__Task directions__. Take each line of the entries below that contains "expect" and copy it.

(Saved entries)
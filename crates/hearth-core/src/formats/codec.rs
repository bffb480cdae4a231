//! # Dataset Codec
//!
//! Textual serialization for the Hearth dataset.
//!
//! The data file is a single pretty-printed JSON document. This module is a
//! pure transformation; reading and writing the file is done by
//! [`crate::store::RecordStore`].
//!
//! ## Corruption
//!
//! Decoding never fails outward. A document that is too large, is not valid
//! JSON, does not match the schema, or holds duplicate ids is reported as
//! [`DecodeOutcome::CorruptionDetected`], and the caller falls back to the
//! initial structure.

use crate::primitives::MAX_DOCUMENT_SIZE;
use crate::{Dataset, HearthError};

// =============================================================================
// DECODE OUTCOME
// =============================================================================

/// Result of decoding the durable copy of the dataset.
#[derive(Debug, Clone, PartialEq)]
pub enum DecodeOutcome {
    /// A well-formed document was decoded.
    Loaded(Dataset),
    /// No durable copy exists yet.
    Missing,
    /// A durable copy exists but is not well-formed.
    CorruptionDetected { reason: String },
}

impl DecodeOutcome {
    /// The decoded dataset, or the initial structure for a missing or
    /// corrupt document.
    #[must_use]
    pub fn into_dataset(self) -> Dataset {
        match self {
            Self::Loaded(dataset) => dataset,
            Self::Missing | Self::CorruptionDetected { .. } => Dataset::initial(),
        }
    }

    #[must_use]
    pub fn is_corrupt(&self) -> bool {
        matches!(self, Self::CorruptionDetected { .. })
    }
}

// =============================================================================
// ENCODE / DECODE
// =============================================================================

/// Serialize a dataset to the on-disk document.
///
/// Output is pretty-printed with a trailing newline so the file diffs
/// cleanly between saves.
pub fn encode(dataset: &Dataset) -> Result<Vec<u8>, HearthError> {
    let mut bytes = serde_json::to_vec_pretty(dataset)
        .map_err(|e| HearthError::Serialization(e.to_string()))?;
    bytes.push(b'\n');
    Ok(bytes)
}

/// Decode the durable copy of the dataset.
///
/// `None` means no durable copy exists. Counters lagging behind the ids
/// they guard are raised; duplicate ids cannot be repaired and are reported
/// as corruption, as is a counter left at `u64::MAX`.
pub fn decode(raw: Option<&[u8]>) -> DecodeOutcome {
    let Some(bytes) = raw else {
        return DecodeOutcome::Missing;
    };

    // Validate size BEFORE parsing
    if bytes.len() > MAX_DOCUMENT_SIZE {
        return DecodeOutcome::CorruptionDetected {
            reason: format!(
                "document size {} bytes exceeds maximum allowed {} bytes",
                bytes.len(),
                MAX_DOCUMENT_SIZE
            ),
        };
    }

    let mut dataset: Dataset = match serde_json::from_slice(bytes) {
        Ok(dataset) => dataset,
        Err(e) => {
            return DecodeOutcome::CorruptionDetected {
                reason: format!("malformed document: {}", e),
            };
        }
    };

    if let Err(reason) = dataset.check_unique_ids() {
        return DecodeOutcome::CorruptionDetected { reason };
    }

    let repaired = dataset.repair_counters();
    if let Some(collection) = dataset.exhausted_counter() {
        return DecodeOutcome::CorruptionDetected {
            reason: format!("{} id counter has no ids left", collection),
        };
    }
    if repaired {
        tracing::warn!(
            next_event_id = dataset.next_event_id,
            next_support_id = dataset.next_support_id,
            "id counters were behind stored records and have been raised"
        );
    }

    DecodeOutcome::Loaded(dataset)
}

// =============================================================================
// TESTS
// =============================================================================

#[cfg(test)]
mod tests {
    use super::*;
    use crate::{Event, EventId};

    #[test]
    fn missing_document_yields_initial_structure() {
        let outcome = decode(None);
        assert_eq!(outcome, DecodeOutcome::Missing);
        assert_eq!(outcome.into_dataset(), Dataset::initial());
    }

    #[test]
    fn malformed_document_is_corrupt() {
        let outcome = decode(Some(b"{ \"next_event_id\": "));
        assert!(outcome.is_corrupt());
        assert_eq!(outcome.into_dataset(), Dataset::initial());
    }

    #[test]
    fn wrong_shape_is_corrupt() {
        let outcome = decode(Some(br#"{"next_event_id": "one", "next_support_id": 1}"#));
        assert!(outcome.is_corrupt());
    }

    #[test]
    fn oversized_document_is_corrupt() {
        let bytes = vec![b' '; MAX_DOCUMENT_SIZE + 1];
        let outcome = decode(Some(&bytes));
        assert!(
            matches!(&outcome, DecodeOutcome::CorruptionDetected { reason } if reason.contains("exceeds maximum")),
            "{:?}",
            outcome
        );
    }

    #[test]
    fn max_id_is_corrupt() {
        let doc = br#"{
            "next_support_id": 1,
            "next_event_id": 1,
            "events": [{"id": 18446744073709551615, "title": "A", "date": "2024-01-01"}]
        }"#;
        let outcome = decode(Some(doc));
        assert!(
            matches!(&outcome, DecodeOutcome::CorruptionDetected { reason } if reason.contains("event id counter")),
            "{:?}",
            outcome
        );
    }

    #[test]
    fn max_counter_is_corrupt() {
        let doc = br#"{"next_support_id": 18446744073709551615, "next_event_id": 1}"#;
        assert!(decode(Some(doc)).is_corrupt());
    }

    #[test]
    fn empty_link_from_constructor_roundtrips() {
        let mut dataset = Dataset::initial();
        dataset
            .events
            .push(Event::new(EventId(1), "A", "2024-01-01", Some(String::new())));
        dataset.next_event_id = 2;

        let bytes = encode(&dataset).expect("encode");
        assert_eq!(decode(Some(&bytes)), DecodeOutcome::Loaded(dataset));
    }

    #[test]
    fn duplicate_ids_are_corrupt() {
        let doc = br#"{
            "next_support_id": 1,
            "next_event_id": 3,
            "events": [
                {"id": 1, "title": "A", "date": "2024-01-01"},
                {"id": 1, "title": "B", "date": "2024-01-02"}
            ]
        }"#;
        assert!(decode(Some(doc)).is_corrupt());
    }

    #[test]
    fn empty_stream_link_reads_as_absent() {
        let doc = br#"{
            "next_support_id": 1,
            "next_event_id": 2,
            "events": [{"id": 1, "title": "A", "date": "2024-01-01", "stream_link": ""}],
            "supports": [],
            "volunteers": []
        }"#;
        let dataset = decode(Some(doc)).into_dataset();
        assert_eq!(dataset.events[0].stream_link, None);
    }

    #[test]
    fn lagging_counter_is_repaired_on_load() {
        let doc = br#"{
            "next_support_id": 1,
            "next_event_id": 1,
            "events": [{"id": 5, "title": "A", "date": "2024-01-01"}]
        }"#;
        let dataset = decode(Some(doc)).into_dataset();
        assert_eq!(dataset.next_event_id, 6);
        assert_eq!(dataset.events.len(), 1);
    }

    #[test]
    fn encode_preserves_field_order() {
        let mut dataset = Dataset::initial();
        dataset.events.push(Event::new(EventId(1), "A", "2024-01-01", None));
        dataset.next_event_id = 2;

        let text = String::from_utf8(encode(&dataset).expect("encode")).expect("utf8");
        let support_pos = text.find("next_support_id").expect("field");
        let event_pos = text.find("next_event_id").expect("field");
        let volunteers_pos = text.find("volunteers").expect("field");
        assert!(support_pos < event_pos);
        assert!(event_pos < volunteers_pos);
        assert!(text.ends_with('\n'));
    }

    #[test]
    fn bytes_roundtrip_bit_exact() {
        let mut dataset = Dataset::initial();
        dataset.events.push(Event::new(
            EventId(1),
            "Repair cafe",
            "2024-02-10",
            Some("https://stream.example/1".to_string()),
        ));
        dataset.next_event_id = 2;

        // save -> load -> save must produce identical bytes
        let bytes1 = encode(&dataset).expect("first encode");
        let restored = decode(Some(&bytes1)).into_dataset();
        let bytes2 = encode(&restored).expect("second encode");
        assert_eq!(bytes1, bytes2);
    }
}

==

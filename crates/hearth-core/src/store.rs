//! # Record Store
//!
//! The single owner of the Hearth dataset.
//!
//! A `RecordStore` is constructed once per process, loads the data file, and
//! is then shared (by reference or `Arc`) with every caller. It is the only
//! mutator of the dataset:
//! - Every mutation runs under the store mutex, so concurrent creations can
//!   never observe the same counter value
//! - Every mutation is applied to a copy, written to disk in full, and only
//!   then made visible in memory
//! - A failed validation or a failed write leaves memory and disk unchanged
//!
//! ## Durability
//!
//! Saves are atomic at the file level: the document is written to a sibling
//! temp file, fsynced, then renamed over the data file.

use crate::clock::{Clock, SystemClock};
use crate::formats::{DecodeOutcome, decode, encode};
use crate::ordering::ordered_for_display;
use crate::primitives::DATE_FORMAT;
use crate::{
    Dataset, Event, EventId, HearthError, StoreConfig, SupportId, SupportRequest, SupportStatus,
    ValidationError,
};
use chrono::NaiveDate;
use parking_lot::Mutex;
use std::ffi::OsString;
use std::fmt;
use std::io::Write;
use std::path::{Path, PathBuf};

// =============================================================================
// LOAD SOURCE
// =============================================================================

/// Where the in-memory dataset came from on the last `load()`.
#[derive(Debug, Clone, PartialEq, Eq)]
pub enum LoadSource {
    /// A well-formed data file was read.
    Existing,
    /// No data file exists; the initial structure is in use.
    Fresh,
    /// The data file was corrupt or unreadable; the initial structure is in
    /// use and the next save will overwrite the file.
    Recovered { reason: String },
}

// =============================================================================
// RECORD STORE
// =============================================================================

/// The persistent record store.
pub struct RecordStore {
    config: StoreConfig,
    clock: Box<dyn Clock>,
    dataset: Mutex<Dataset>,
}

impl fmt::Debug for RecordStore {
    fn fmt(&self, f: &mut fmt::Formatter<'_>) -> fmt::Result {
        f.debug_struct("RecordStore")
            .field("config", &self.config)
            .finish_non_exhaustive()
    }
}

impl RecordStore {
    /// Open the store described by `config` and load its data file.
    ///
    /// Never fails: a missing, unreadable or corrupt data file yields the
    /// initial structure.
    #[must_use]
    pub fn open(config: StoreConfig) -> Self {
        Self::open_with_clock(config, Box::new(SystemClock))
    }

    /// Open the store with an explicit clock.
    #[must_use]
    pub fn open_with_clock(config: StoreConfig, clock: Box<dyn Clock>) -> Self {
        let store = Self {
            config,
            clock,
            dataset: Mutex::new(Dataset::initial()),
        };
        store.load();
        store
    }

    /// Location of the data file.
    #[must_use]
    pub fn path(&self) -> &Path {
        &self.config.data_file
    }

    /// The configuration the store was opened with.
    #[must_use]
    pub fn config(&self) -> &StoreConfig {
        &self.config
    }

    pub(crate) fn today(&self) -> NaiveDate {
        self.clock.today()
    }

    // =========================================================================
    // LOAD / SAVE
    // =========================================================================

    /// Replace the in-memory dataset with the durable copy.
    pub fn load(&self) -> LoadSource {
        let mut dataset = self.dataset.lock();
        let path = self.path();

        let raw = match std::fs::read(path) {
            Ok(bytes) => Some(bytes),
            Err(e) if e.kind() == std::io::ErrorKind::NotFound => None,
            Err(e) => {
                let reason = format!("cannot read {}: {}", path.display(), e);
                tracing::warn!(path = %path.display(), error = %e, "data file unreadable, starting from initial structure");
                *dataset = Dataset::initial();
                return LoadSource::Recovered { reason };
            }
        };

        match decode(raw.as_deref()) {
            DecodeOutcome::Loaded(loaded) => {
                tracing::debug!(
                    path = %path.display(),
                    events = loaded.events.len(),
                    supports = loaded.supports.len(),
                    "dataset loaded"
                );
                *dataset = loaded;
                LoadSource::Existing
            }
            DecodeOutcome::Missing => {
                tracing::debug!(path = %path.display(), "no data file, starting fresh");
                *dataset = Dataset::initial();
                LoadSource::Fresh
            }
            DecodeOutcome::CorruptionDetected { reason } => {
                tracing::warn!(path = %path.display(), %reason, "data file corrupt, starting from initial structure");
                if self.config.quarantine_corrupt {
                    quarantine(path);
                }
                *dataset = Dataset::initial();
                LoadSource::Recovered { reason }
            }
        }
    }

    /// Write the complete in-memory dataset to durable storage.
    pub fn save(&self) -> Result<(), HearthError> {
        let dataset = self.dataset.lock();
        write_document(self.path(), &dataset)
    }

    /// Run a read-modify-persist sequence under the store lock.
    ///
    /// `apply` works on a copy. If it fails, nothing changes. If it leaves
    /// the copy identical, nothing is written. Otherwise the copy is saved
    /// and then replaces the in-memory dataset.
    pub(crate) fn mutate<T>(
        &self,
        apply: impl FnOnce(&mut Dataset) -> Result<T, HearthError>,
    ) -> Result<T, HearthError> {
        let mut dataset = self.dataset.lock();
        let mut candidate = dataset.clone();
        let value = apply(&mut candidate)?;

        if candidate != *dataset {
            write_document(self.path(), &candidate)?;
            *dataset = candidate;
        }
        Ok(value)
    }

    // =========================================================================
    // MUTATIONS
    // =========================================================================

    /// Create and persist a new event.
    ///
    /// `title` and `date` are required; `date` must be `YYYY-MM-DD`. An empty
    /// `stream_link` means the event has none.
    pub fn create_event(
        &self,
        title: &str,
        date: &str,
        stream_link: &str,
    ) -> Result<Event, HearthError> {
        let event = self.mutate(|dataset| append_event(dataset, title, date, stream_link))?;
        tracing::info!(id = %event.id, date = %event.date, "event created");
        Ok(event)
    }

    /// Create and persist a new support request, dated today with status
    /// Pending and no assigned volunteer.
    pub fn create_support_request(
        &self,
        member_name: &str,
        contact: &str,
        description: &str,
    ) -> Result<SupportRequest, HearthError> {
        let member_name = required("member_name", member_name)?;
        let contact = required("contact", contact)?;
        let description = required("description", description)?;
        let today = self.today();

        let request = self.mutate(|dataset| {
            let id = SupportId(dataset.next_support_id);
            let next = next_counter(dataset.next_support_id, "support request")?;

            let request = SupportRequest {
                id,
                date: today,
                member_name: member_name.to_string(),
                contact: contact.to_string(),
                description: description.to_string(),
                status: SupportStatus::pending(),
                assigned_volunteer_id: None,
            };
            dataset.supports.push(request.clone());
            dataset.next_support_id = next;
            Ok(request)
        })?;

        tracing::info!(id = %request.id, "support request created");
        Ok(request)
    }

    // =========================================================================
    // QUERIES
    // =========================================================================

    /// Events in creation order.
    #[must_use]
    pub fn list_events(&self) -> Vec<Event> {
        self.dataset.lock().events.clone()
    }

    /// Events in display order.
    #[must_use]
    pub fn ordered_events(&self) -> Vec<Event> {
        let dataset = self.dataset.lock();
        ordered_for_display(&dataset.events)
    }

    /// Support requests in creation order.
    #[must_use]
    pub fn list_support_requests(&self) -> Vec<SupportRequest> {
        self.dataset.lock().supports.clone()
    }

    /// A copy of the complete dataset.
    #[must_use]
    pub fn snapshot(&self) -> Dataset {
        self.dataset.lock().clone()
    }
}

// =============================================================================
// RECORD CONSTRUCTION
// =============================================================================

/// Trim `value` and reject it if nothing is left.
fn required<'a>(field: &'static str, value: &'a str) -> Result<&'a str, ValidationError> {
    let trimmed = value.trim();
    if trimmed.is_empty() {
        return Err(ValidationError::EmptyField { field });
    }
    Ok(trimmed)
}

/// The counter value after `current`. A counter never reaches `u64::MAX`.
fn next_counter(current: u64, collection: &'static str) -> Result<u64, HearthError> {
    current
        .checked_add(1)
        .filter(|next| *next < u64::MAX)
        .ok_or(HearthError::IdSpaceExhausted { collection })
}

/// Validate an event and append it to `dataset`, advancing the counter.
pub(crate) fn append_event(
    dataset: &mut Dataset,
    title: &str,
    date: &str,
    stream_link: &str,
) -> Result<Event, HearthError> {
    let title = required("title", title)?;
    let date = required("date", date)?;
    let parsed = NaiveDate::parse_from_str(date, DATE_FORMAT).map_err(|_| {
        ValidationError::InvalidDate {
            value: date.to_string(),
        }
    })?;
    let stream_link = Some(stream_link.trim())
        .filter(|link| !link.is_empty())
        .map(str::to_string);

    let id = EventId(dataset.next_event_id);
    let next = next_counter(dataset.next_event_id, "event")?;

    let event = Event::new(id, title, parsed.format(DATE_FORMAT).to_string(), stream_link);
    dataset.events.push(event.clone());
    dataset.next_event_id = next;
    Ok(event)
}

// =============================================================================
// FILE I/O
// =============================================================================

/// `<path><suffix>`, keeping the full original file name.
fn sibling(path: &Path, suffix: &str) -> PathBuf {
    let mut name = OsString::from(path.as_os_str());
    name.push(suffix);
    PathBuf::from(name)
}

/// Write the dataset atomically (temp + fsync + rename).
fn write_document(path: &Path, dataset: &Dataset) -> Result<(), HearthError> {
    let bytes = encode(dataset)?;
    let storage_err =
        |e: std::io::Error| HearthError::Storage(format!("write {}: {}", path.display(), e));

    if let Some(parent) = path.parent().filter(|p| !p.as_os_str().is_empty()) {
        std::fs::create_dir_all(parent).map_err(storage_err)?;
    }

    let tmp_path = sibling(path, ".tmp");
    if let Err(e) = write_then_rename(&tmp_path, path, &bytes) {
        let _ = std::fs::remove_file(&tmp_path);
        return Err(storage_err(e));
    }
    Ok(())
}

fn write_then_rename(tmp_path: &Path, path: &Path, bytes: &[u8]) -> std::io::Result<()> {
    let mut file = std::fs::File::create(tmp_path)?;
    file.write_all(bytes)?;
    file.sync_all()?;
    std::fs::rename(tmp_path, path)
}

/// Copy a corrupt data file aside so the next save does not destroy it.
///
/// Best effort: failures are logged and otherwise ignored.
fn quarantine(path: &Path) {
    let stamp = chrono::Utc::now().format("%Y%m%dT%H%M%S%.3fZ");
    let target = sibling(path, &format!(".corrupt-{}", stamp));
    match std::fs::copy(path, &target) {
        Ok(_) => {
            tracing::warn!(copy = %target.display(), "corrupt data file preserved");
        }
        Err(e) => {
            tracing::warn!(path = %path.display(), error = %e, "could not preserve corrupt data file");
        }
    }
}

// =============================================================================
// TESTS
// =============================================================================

__Answer box__.
        let bytes = encode(&dataset).expect("encode");
        let text = String::from_utf8(encode(&dataset).expect("encode")).expect("utf8");
        let support_pos = text.find("next_support_id").expect("field");
        let event_pos = text.find("next_event_id").expect("field");
        let volunteers_pos = text.find("volunteers").expect("field");
        let bytes1 = encode(&dataset).expect("first encode");
        let bytes2 = encode(&restored).expect("second encode");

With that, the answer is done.